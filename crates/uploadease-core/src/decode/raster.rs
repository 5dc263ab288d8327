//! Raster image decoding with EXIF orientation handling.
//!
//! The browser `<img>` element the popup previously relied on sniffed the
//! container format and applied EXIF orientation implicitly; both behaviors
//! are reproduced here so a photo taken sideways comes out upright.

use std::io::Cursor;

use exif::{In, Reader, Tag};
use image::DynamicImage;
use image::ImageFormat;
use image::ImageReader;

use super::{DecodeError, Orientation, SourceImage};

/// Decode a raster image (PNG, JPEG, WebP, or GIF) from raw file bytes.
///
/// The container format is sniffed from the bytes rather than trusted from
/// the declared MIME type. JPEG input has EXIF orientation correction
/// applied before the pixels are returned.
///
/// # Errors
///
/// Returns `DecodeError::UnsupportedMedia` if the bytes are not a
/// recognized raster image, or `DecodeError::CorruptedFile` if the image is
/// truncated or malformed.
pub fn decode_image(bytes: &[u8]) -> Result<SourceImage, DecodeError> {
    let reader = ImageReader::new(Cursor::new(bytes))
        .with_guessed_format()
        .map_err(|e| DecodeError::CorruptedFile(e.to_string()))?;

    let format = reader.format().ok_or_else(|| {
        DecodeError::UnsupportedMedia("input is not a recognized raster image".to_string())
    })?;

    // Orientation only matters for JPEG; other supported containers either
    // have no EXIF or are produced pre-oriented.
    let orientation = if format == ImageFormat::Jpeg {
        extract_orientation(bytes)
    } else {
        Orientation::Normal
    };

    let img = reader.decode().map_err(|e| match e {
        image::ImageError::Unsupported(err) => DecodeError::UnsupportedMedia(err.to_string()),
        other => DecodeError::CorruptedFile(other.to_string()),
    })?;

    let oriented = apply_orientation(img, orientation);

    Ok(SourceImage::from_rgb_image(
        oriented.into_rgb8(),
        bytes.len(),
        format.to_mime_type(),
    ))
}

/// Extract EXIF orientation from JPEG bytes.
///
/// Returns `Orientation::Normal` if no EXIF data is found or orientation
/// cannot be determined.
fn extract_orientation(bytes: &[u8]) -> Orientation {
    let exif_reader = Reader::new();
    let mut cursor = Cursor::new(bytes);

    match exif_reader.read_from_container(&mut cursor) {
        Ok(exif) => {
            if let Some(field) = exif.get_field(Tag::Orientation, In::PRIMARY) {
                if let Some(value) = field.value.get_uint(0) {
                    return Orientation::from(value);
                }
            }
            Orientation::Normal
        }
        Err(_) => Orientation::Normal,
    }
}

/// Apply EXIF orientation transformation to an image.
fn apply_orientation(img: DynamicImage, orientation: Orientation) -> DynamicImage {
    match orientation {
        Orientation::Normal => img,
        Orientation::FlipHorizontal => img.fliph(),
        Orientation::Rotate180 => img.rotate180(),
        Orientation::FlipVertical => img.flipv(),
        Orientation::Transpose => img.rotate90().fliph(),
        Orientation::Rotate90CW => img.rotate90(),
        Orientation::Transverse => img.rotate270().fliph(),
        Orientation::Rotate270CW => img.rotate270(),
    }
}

════════════════════

Your answer should consist of copies of the lines above that include the string "CorruptedFile".

* **Output**
/// recognized raster image, or `DecodeError::CorruptedFile` if the image is
        .map_err(|e| DecodeError::CorruptedFile(e.to_string()))?;
        other => DecodeError::CorruptedFile(other.to_string()),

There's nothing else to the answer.